**Task prompt:**
The entries below contain a line with "repository 052f1cf8754760cb" and a line with "the no-op implementation.". Quote exactly those two lines and all lines between them.

**Data to examine:**
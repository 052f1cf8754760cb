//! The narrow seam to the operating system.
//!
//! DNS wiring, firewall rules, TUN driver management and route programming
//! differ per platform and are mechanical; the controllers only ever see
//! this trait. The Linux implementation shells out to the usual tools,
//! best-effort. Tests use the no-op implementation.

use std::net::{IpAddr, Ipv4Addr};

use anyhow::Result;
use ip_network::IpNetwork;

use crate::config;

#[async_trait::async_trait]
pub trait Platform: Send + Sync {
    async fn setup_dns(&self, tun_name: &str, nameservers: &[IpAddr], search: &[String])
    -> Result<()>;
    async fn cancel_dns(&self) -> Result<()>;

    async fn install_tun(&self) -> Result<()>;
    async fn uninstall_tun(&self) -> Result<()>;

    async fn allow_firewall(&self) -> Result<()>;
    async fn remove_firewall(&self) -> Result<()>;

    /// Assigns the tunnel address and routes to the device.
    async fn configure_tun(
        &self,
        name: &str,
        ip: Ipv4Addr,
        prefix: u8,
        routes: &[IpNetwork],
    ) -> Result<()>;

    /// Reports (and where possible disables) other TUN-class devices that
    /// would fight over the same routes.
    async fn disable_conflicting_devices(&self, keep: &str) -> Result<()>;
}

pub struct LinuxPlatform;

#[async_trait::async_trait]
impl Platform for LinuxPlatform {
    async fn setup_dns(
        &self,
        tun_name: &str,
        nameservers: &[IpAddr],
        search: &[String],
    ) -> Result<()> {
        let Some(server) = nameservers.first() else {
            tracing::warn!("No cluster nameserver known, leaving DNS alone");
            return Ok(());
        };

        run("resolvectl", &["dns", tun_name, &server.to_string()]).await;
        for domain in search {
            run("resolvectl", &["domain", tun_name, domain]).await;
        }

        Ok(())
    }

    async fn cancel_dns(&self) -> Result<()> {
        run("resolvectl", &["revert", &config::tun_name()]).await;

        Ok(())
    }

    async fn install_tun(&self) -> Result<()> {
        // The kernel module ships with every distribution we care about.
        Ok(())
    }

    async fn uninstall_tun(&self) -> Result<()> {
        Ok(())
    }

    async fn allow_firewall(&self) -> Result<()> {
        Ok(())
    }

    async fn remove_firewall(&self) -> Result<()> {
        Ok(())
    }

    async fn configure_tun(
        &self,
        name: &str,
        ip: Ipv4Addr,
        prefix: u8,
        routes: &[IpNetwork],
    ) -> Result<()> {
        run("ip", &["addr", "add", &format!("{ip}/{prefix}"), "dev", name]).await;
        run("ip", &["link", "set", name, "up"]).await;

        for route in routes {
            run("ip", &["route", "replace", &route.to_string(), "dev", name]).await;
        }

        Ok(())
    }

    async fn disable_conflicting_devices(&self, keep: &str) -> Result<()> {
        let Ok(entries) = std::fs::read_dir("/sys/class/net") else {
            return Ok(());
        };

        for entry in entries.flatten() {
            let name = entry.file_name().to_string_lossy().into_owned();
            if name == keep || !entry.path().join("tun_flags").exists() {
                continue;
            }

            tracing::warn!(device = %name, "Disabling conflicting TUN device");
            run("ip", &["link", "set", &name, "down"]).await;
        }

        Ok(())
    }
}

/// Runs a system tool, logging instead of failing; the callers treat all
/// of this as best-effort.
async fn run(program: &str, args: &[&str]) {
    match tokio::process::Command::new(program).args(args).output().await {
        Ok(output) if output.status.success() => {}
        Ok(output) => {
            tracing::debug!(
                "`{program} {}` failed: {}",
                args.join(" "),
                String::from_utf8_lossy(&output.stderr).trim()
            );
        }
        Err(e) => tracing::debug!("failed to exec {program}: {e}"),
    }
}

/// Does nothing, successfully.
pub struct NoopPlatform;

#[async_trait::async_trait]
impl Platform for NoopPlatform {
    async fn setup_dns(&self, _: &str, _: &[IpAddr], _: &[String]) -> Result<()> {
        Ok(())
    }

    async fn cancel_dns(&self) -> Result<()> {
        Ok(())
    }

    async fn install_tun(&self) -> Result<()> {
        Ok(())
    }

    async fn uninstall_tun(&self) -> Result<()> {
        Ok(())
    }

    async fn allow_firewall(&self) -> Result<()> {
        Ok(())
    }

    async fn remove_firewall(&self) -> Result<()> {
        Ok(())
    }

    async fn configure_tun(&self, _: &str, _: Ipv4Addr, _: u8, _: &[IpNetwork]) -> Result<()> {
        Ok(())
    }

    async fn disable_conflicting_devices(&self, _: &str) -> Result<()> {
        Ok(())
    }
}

* * *

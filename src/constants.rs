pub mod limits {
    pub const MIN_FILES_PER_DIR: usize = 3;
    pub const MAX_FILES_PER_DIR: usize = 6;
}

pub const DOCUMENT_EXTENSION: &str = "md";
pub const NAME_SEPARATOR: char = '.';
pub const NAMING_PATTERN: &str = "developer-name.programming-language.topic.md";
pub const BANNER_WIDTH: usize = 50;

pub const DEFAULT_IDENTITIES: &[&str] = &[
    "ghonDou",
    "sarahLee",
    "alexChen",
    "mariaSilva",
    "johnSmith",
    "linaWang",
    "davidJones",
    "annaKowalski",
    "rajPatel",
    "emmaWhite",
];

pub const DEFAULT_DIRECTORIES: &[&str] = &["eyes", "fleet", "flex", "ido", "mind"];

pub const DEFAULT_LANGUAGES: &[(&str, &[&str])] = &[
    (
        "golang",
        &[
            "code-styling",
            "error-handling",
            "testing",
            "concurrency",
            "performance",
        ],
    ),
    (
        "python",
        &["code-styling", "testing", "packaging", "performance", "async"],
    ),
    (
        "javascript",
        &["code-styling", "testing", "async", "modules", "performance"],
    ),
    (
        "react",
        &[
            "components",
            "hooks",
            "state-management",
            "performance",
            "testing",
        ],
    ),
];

**Answer section:**
repository 052f1cf8754760cb
//! The narrow seam to the operating system.
//!
//! DNS wiring, firewall rules, TUN driver management and route programming
//! differ per platform and are mechanical; the controllers only ever see
//! this trait. The Linux implementation shells out to the usual tools,
//! best-effort. Tests use the no-op implementation.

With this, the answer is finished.